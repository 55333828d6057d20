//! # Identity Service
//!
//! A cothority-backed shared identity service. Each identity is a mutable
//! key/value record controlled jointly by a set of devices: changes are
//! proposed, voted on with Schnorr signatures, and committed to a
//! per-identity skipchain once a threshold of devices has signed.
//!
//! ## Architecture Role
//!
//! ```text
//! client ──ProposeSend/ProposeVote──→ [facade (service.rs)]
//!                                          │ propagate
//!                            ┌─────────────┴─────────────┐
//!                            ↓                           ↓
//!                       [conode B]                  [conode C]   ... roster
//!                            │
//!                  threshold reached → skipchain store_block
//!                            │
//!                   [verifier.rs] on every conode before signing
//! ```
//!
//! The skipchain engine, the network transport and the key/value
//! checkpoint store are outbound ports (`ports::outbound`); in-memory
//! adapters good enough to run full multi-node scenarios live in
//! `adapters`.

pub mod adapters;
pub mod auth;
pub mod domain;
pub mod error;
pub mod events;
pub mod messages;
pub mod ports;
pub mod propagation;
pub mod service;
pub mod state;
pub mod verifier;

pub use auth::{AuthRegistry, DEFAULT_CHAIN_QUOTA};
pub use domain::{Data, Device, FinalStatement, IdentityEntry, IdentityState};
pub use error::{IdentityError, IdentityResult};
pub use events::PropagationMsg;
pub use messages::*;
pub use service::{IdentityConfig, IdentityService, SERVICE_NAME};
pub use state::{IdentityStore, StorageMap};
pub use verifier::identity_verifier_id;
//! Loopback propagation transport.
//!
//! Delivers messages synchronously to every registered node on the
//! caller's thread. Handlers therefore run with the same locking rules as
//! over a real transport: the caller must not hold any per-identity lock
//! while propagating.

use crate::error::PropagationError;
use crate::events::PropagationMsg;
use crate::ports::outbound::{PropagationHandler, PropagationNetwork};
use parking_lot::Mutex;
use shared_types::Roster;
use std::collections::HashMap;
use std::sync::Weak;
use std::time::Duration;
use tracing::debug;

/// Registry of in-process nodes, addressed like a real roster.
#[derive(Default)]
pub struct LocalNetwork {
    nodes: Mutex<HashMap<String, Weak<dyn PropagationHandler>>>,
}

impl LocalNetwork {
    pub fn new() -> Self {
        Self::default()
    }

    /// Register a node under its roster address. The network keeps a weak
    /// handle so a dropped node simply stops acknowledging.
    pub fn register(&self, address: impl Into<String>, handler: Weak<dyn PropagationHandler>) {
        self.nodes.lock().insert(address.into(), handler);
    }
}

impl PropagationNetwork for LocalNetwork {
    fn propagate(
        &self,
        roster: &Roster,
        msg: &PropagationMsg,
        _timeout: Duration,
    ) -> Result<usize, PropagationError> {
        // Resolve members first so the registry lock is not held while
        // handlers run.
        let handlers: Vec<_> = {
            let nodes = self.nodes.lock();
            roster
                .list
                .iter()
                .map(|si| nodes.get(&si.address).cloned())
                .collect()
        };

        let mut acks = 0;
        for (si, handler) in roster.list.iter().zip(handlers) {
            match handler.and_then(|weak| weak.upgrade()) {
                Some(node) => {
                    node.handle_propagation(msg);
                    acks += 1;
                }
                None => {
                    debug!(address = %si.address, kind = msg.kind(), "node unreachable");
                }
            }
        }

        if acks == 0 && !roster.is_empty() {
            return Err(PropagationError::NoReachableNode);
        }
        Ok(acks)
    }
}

============

**Problem description**
Output only the lines from the top of the entries through the one holding "use crate::error::PropagationError;", copied exactly.

**Response**
repository 55333828d6057d20
//! # Identity Service
//!
//! A cothority-backed shared identity service. Each identity is a mutable
//! key/value record controlled jointly by a set of devices: changes are
//! proposed, voted on with Schnorr signatures, and committed to a
//! per-identity skipchain once a threshold of devices has signed.
//!
//! ## Architecture Role
//!
//! ```text
//! client ──ProposeSend/ProposeVote──→ [facade (service.rs)]
//!                                          │ propagate
//!                            ┌─────────────┴─────────────┐
//!                            ↓                           ↓
//!                       [conode B]                  [conode C]   ... roster
//!                            │
//!                  threshold reached → skipchain store_block
//!                            │
//!                   [verifier.rs] on every conode before signing
//! ```
//!
//! The skipchain engine, the network transport and the key/value
//! checkpoint store are outbound ports (`ports::outbound`); in-memory
//! adapters good enough to run full multi-node scenarios live in
//! `adapters`.

pub mod adapters;
pub mod auth;
pub mod domain;
pub mod error;
pub mod events;
pub mod messages;
pub mod ports;
pub mod propagation;
pub mod service;
pub mod state;
pub mod verifier;

pub use auth::{AuthRegistry, DEFAULT_CHAIN_QUOTA};
pub use domain::{Data, Device, FinalStatement, IdentityEntry, IdentityState};
pub use error::{IdentityError, IdentityResult};
pub use events::PropagationMsg;
pub use messages::*;
pub use service::{IdentityConfig, IdentityService, SERVICE_NAME};
pub use state::{IdentityStore, StorageMap};
pub use verifier::identity_verifier_id;
//! Loopback propagation transport.
//!
//! Delivers messages synchronously to every registered node on the
//! caller's thread. Handlers therefore run with the same locking rules as
//! over a real transport: the caller must not hold any per-identity lock
//! while propagating.

use crate::error::PropagationError;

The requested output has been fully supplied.